Amazon.com: 16 reviews
7 of 7 people found the following review helpful
Cool title, lacking story 13 Dec. 2013
By M. Carver - Published on Amazon.com
Format: Hardcover
I admit, I'm a sucker for certain characters in the Star Wars universe, and Vader is definitely one of them. Add in the cool title and tagline ("Eight assassins hired to murder Darth Vader - eight assassins dead.") and I was interested. Picked it up after getting a glowing review of it from a guy at the local comic store.

Unfortunately, I was pretty underwhelmed. With a title like "The Ninth Assassin" I was hoping for a wuxia-style drama with plenty of fights and duels and an interesting story). The first issue's setup is good - nice interesting way of setting the scene, and introducing the titular Ninth Assassin.
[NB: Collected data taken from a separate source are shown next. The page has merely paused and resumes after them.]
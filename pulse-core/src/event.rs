//! ## pulse-core::event
//! **Immutable, time-ordered event sequences**
//!
//! An [`EventSequence`] is built once from loaded records and never changes.
//! Events are stably sorted by completion time, so events sharing a timestamp
//! keep their insertion order. Alongside the events the sequence keeps one
//! sorted timestamp column per category, which lets the counter answer
//! per-category questions with a binary search per category instead of a
//! prefix scan.

use std::collections::BTreeMap;
use std::sync::Arc;

use chrono::{NaiveDate, NaiveDateTime, TimeDelta, Timelike};

use crate::error::CoreError;

/// Procedure category (section code). Open-ended: any label seen in the data
/// is a valid category.
pub type Category = Arc<str>;

/// A single completed procedure.
#[derive(Clone, Debug, PartialEq, Eq)]
pub struct Event {
    /// Completion time, truncated to whole seconds.
    completed_at: NaiveDateTime,
    category: Category,
    /// Sub-second offset used only when charting. Never counted.
    display_offset_ms: u16,
}

impl Event {
    pub fn new(completed_at: NaiveDateTime, category: impl Into<Category>) -> Self {
        Self {
            completed_at: completed_at.with_nanosecond(0).unwrap_or(completed_at),
            category: category.into(),
            display_offset_ms: 0,
        }
    }

    /// Attaches a display-only offset. Values of a second or more are folded
    /// back below one second so the event never crosses into the next second.
    #[must_use]
    pub fn with_display_offset(mut self, offset_ms: u16) -> Self {
        self.display_offset_ms = offset_ms % 1000;
        self
    }

    #[inline]
    pub fn completed_at(&self) -> NaiveDateTime {
        self.completed_at
    }

    #[inline]
    pub fn category(&self) -> &Category {
        &self.category
    }

    #[inline]
    pub fn date(&self) -> NaiveDate {
        self.completed_at.date()
    }

    pub fn display_offset_ms(&self) -> u16 {
        self.display_offset_ms
    }

    /// Completion time including the display offset.
    pub fn display_time(&self) -> NaiveDateTime {
        self.completed_at + TimeDelta::milliseconds(i64::from(self.display_offset_ms))
    }
}

/// Number of events recorded on one calendar date.
#[derive(Clone, Copy, Debug, PartialEq, Eq)]
pub struct DateCount {
    pub date: NaiveDate,
    pub count: usize,
}

#[derive(Debug)]
struct Inner {
    events: Vec<Event>,
    by_category: BTreeMap<Category, Vec<NaiveDateTime>>,
    first: NaiveDateTime,
    last: NaiveDateTime,
}

/// Sorted, immutable collection of events. Cloning is cheap (shared handle).
#[derive(Clone, Debug)]
pub struct EventSequence {
    inner: Arc<Inner>,
}

impl EventSequence {
    /// Builds a sequence from events in any order.
    ///
    /// # Errors
    /// [`CoreError::EmptyDataset`] if `events` is empty.
    pub fn new(mut events: Vec<Event>) -> Result<Self, CoreError> {
        // Stable: equal timestamps keep insertion order.
        events.sort_by_key(Event::completed_at);
        Self::from_sorted(events)
    }

    fn from_sorted(events: Vec<Event>) -> Result<Self, CoreError> {
        let (first, last) = match (events.first(), events.last()) {
            (Some(first), Some(last)) => (first.completed_at, last.completed_at),
            _ => return Err(CoreError::EmptyDataset),
        };

        let mut by_category: BTreeMap<Category, Vec<NaiveDateTime>> = BTreeMap::new();
        for event in &events {
            by_category
                .entry(event.category.clone())
                .or_default()
                .push(event.completed_at);
        }

        tracing::debug!(
            events = events.len(),
            categories = by_category.len(),
            %first,
            %last,
            "Built event sequence"
        );

        Ok(Self {
            inner: Arc::new(Inner {
                events,
                by_category,
                first,
                last,
            }),
        })
    }

    #[inline]
    pub fn len(&self) -> usize {
        self.inner.events.len()
    }

    /// Always `false`; an empty sequence cannot be constructed.
    #[inline]
    pub fn is_empty(&self) -> bool {
        self.inner.events.is_empty()
    }

    #[inline]
    pub fn events(&self) -> &[Event] {
        &self.inner.events
    }

    pub fn iter(&self) -> std::slice::Iter<'_, Event> {
        self.inner.events.iter()
    }

    pub fn first_instant(&self) -> NaiveDateTime {
        self.inner.first
    }

    pub fn last_instant(&self) -> NaiveDateTime {
        self.inner.last
    }

    /// Every category present, in name order.
    pub fn categories(&self) -> impl Iterator<Item = &Category> {
        self.inner.by_category.keys()
    }

    pub(crate) fn category_columns(
        &self,
    ) -> impl Iterator<Item = (&Category, &[NaiveDateTime])> {
        self.inner
            .by_category
            .iter()
            .map(|(category, times)| (category, times.as_slice()))
    }

    /// Calendar dates present in the data with their event counts, ascending.
    pub fn available_dates(&self) -> Vec<DateCount> {
        let mut dates: Vec<DateCount> = Vec::new();
        for event in self.iter() {
            match dates.last_mut() {
                Some(last) if last.date == event.date() => last.count += 1,
                _ => dates.push(DateCount {
                    date: event.date(),
                    count: 1,
                }),
            }
        }
        dates
    }

    fn date_bounds(&self, date: NaiveDate) -> (usize, usize) {
        let events = self.events();
        let start = events.partition_point(|e| e.date() < date);
        let end = events.partition_point(|e| e.date() <= date);
        (start, end)
    }

    /// Extracts the events of a single calendar day.
    ///
    /// # Errors
    /// [`CoreError::NoEventsForDate`] if nothing was recorded on `date`.
    pub fn for_date(&self, date: NaiveDate) -> Result<Self, CoreError> {
        let (start, end) = self.date_bounds(date);
        if start == end {
            return Err(CoreError::NoEventsForDate(date));
        }
        Self::from_sorted(self.events()[start..end].to_vec())
    }

    /// Timestamp of the first event recorded on `date`, if any.
    pub fn first_instant_on(&self, date: NaiveDate) -> Option<NaiveDateTime> {
        let (start, end) = self.date_bounds(date);
        (start < end).then(|| self.events()[start].completed_at)
    }

    /// Timestamp of the last event recorded on `date`, if any.
    pub fn last_instant_on(&self, date: NaiveDate) -> Option<NaiveDateTime> {
        let (start, end) = self.date_bounds(date);
        (start < end).then(|| self.events()[end - 1].completed_at)
    }
}

impl<'a> IntoIterator for &'a EventSequence {
    type Item = &'a Event;
    type IntoIter = std::slice::Iter<'a, Event>;

    fn into_iter(self) -> Self::IntoIter {
        self.iter()
    }
}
There's a nice scene that makes him look to be an interesting character. After the first issue, though, it falls apart. Despite the title, Vader spends most of his time fighting a strange cult on a backwater planet, and the Ninth Assassin merely happens to be following Vader along, with their eventual showdown feeling like an afterthought.

The biggest flaw of the story is that Vader is never in danger at any point. He slices his way through the jungle planet's creatures with ease, wipes out the cult with ease, and defeats the assassin without any problem. This does not have the makings of a dramatic story. Neither the cult or the Assassin are interesting or get a chance to truly shine, and instead become instantly forgettable foes. The reader learns nothing new about Vader.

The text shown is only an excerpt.